The Silk Road Part 1: Kashgar
I have been wanting to go to Kashgar for at least half my life. When I was a student in China, that was the Holy Grail of backpacking adventures. The very far western edge of China, well past the boundary where China stops being Chinese and becomes Central Asia.
I had planned to spend the summer of 1990 doing the Silk Road backpacker style. I got married instead. So I put the trip off. And in the intervening years, I have been to China something like 30 times, and Kashgar was always there, but I never made it further west than Xi’an. It was time.
So in September, I headed to China with a small tour group, and after a couple of days in Beijing, we headed to the airport to begin our own Journey west.
The West of China need some explaining. The area is called the Xinjiang Uygher Autonomous Region. Politically it functions like a province of China, but the majority of the people who live there are not Chinese. There are Kazakhs and Uzbekhs and Tajiks, all of who have their own countries in central Asia, but the largest population here are the Uyghers.
The Uyghers are most definitely not Han Chinese. They have their own language, which is most closely related to Turkish. They are traditionally and predominately Sunni Muslim. They have for much of their history been independent, and they have a long and bloody history of contending kingdoms, battle and conquest. They are a fiercely proud people, and I found them to be the most gracious of hosts.
Xinjiang is a very large area, larger than France, Germany and Spain combined, but it is very sparsely inhabited. Two of the world’s great deserts are here, the Takla Makan and the Gobi.
The Talka Makan is virtually impassable except by a few ancient trade routes, and the Gobi is, well, the Gobi. It is huge, hostile and strangely beautiful. And the area is fringed with massive mountains; Tibet to the South, the Pamirs to the West and the Tianshan to the North.
Most of the population in this area is confined to the oasis towns.
There are spots in this desert where the snow melt from the surrounding mountains waters surprisingly fertile fields of grain, melons and grapes. These have been inhabited for centuries, but for 1500 years, they were the center of some of the world’s most profitable trade as silk and other treasures from China traveled by camel caravan across the wastelands to the great cities of Samarkand, Tashkent and Bukhara on their way to the markets of Europe.
Marco Polo passed this way (maybe), as did Genghis Khan So we started our journey with a night in Urumqi, the capital, and spent a night in the Pamirs.
More about those in a later post. But after two nights, we finally got to spend a day in Kashgar OK, so as a place for famous tourists sites, Kashgar honestly does not have much. We visited the mausoleum of a famous king. It was nice. We went to the main bazaar. Cool. I have been to a few markets and bazaars. This is a good one. Try the raisins.
But there were two special highlights.
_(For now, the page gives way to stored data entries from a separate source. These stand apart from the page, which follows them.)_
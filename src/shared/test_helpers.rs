//! In-memory stores and router helpers for unit and handler tests.

use std::collections::HashMap;
use std::sync::atomic::{AtomicUsize, Ordering};
use std::sync::{Arc, Mutex};

use async_trait::async_trait;
use axum::{extract::Request, middleware::Next, response::Response, Router};
use chrono::{DateTime, Duration, Utc};

use crate::core::error::{AppError, Result};
use crate::features::auth::AdminSession;
use crate::features::categories::dtos::UpdateCategoryDto;
use crate::features::categories::models::Category;
use crate::features::categories::repositories::CategoryStore;
use crate::features::categories::services::CategoryService;
use crate::features::works::dtos::UpdateWorkDto;
use crate::features::works::models::{Work, WorkStatus};
use crate::features::works::repositories::WorkStore;
use crate::features::works::services::WorkService;

fn duplicate(id: &str) -> AppError {
    AppError::Conflict(format!("A record with identifier '{}' already exists", id))
}

/// Category store keeping rows in a map, counting writes
#[derive(Default)]
pub struct InMemoryCategoryStore {
    rows: Mutex<HashMap<String, Category>>,
    writes: AtomicUsize,
}

impl InMemoryCategoryStore {
    /// Number of insert/update/archive calls that reached the store
    pub fn write_count(&self) -> usize {
        self.writes.load(Ordering::SeqCst)
    }
}

#[async_trait]
impl CategoryStore for InMemoryCategoryStore {
    async fn fetch_active(&self) -> Result<Vec<Category>> {
        let mut active: Vec<Category> = self
            .rows
            .lock()
            .unwrap()
            .values()
            .filter(|c| c.is_active)
            .cloned()
            .collect();
        active.sort_by(|a, b| {
            (a.display_order, &a.category_name).cmp(&(b.display_order, &b.category_name))
        });
        Ok(active)
    }

    async fn fetch_by_id(&self, category_id: &str) -> Result<Option<Category>> {
        Ok(self.rows.lock().unwrap().get(category_id).cloned())
    }

    async fn insert(&self, category: &Category) -> Result<()> {
        self.writes.fetch_add(1, Ordering::SeqCst);
        let mut rows = self.rows.lock().unwrap();
        if rows.contains_key(&category.category_id) {
            return Err(duplicate(&category.category_id));
        }
        rows.insert(category.category_id.clone(), category.clone());
        Ok(())
    }

    async fn update(
        &self,
        category_id: &str,
        changes: &UpdateCategoryDto,
        updated_date: DateTime<Utc>,
    ) -> Result<u64> {
        self.writes.fetch_add(1, Ordering::SeqCst);
        let mut rows = self.rows.lock().unwrap();
        let Some(row) = rows.get_mut(category_id) else {
            return Ok(0);
        };

        if let Some(ref name) = changes.category_name {
            row.category_name = name.clone();
        }
        if let Some(ref icon) = changes.category_icon {
            row.category_icon = icon.clone();
        }
        if let Some(order) = changes.display_order {
            row.display_order = order;
        }
        if let Some(active) = changes.is_active {
            row.is_active = active;
        }
        row.updated_date = updated_date;
        Ok(1)
    }

    async fn set_inactive(&self, category_id: &str, updated_date: DateTime<Utc>) -> Result<u64> {
        self.writes.fetch_add(1, Ordering::SeqCst);
        let mut rows = self.rows.lock().unwrap();
        let Some(row) = rows.get_mut(category_id) else {
            return Ok(0);
        };

        row.is_active = false;
        row.updated_date = updated_date;
        Ok(1)
    }
}

/// Work store keeping rows in a map, counting writes
#[derive(Default)]
pub struct InMemoryWorkStore {
    rows: Mutex<HashMap<String, Work>>,
    writes: AtomicUsize,
}

impl InMemoryWorkStore {
    pub fn write_count(&self) -> usize {
        self.writes.load(Ordering::SeqCst)
    }
}

#[async_trait]
impl WorkStore for InMemoryWorkStore {
    async fn fetch_all(&self) -> Result<Vec<Work>> {
        let mut works: Vec<Work> = self.rows.lock().unwrap().values().cloned().collect();
        works.sort_by(|a, b| {
            a.category
                .cmp(&b.category)
                .then(b.created_date.cmp(&a.created_date))
        });
        Ok(works)
    }

    async fn fetch_by_id(&self, work_id: &str) -> Result<Option<Work>> {
        Ok(self.rows.lock().unwrap().get(work_id).cloned())
    }

    async fn insert(&self, work: &Work) -> Result<()> {
        self.writes.fetch_add(1, Ordering::SeqCst);
        let mut rows = self.rows.lock().unwrap();
        if rows.contains_key(&work.work_id) {
            return Err(duplicate(&work.work_id));
        }
        rows.insert(work.work_id.clone(), work.clone());
        Ok(())
    }

    async fn update(
        &self,
        work_id: &str,
        changes: &UpdateWorkDto,
        updated_date: DateTime<Utc>,
    ) -> Result<u64> {
        self.writes.fetch_add(1, Ordering::SeqCst);
        let mut rows = self.rows.lock().unwrap();
        let Some(row) = rows.get_mut(work_id) else {
            return Ok(0);
        };

        let text_fields = [
            (&mut row.work_name, &changes.work_name),
            (&mut row.work_slug, &changes.work_slug),
            (&mut row.category, &changes.category),
            (&mut row.subcategory, &changes.subcategory),
            (&mut row.version, &changes.version),
            (&mut row.description, &changes.description),
            (&mut row.short_description, &changes.short_description),
            (&mut row.notes, &changes.notes),
            (&mut row.image_preview_url, &changes.image_preview_url),
            (&mut row.streamlit_page, &changes.streamlit_page),
            (&mut row.config_json, &changes.config_json),
        ];
        for (slot, value) in text_fields {
            if let Some(value) = value {
                *slot = value.clone();
            }
        }
        if let Some(status) = changes.status {
            row.status = status;
        }
        if let Some(is_latest) = changes.is_latest {
            row.is_latest = is_latest;
        }
        if let Some(ref tags) = changes.tags {
            row.tags = tags.clone();
        }
        if let Some(at) = changes.activated_date {
            row.activated_date = Some(at);
        }
        row.updated_date = updated_date;
        Ok(1)
    }

    async fn archive(&self, work_id: &str, at: DateTime<Utc>) -> Result<u64> {
        self.writes.fetch_add(1, Ordering::SeqCst);
        let mut rows = self.rows.lock().unwrap();
        let Some(row) = rows.get_mut(work_id) else {
            return Ok(0);
        };

        if row.status != WorkStatus::Archived || row.archived_date.is_none() {
            row.archived_date = Some(at);
        }
        row.status = WorkStatus::Archived;
        row.updated_date = at;
        Ok(1)
    }
}

pub fn category_service() -> (CategoryService, Arc<InMemoryCategoryStore>) {
    let store = Arc::new(InMemoryCategoryStore::default());
    (CategoryService::new(store.clone()), store)
}

pub fn work_service() -> (WorkService, Arc<InMemoryWorkStore>) {
    let store = Arc::new(InMemoryWorkStore::default());
    (WorkService::new(store.clone()), store)
}

pub fn create_admin_session() -> AdminSession {
    let now = Utc::now();
    AdminSession {
        token: "test-session-token".to_string(),
        created_at: now,
        expires_at: now + Duration::hours(1),
    }
}

async fn inject_admin_session_middleware(mut request: Request, next: Next) -> Response {
    request.extensions_mut().insert(create_admin_session());
    next.run(request).await
}

/// Wrap a router so every request carries a live admin session
pub fn with_admin_session(router: Router) -> Router {
    router.layer(axum::middleware::from_fn(inject_admin_session_middleware))
}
If you are going to Kashgar, remember to go on Sunday when they hold the livestock market. There are a few tourists wondering around, but this is a real step into the world of the Uygher. Goats and sheep and cows and donkeys all for sale, with noise and smells and chaos. And camels and yaks.
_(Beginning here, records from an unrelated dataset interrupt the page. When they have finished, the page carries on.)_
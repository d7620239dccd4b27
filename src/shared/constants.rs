/// Glyphs an operator may pick for a category, in selection order
pub const CATEGORY_ICONS: &[&str] = &[
    "📊", "📈", "📉", "📋", "📞", "💰", "👥", "🌡️", "📱", "💻", "🔧", "🎯", "🚀", "⚡", "🔍",
];

/// Icon used when a category is created without one
pub const DEFAULT_CATEGORY_ICON: &str = "📊";

/// Sort key used when a category is created without one
pub const DEFAULT_DISPLAY_ORDER: i32 = 999;

/// Version pre-filled in the create-work form
pub const DEFAULT_WORK_VERSION: &str = "1.0";

/// Structured config stored when a work is created without one
pub const DEFAULT_CONFIG_JSON: &str = "{}";

/// Placeholder shown for missing timestamps
pub const DATE_PLACEHOLDER: &str = "N/A";

/// Display format for timestamps in list views
pub const DISPLAY_DATE_FORMAT: &str = "%d/%m/%Y %H:%M";

/// Timestamp suffix appended to generated identifiers
pub const ID_TIMESTAMP_FORMAT: &str = "%Y%m%d%H%M%S";

pub fn is_known_icon(icon: &str) -> bool {
    CATEGORY_ICONS.contains(&icon)
}
use chrono::{DateTime, Utc};
use sqlx::FromRow;

/// Database model for a work category
#[derive(Debug, Clone, PartialEq, FromRow)]
pub struct Category {
    pub category_id: String,
    pub category_name: String,
    pub category_icon: String,
    pub display_order: i32,
    pub is_active: bool,
    pub created_date: DateTime<Utc>,
    pub updated_date: DateTime<Utc>,
}

/// Input of a category insert, before defaults and timestamps are applied
#[derive(Debug, Clone, PartialEq)]
pub struct NewCategory {
    pub category_id: String,
    pub category_name: String,
    pub category_icon: Option<String>,
    pub display_order: Option<i32>,
}
pub mod dtos;
pub mod handlers;
pub mod models;
pub mod repositories;
pub mod routes;
pub mod services;

pub use handlers::WorksState;
pub use repositories::{PgWorkStore, WorkStore};
pub use services::WorkService;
We were only able to spend about an hour here, I could have hung our all day.
And then we went to the middle of town where we wandered around the narrow streets sampling the fruit (figs were in season) and just enjoying the atmosphere.
We then went to tour the Mosque, actually the largest Mosque in China, which was beautiful and peaceful. But the best part of this was sitting in the square in front of the Mosque waiting for services to end.
A very polite but curious crowd gathered around us, and after a few hesitant moments, the cameras came out (both ours and theirs) and we spent 20 minutes taking pictures together.
Not many travelers get here, and we were a novelty, but a very welcome one. It was a good day.
One somewhat more somber note. The Uyghers, like many of the 50 plus ethnic minorities in China, are not universally happy with being part of the People’s Republic. There has been tension and violence; a riot in 2009 in Urumqi left several hundred dead, most of them Han Chinese. There are extremists here.
The Iman of the Grand Mosque in Kashgar was assassinated last year. The vast majority of the people are mostly just living their lives, but the area has been flooded with Han Chinese and the cultures do clash.
Security is tight, there are check points on the roads and armed police at the airport. No expressions of dissent are tolerated; a Uygher scholar was handed a very heavy prison sentence when we were there for writings that could have been (and were) interpreted as challenging China’s control of the area. The overall mood of the Uyghers seems to be a slightly sad resignation.
As we left Kashgar for the airport, we passed a convoy of armed police heading into town. I asked our guide if there was something going on and he just said, “No, that is just life in Kashgar.”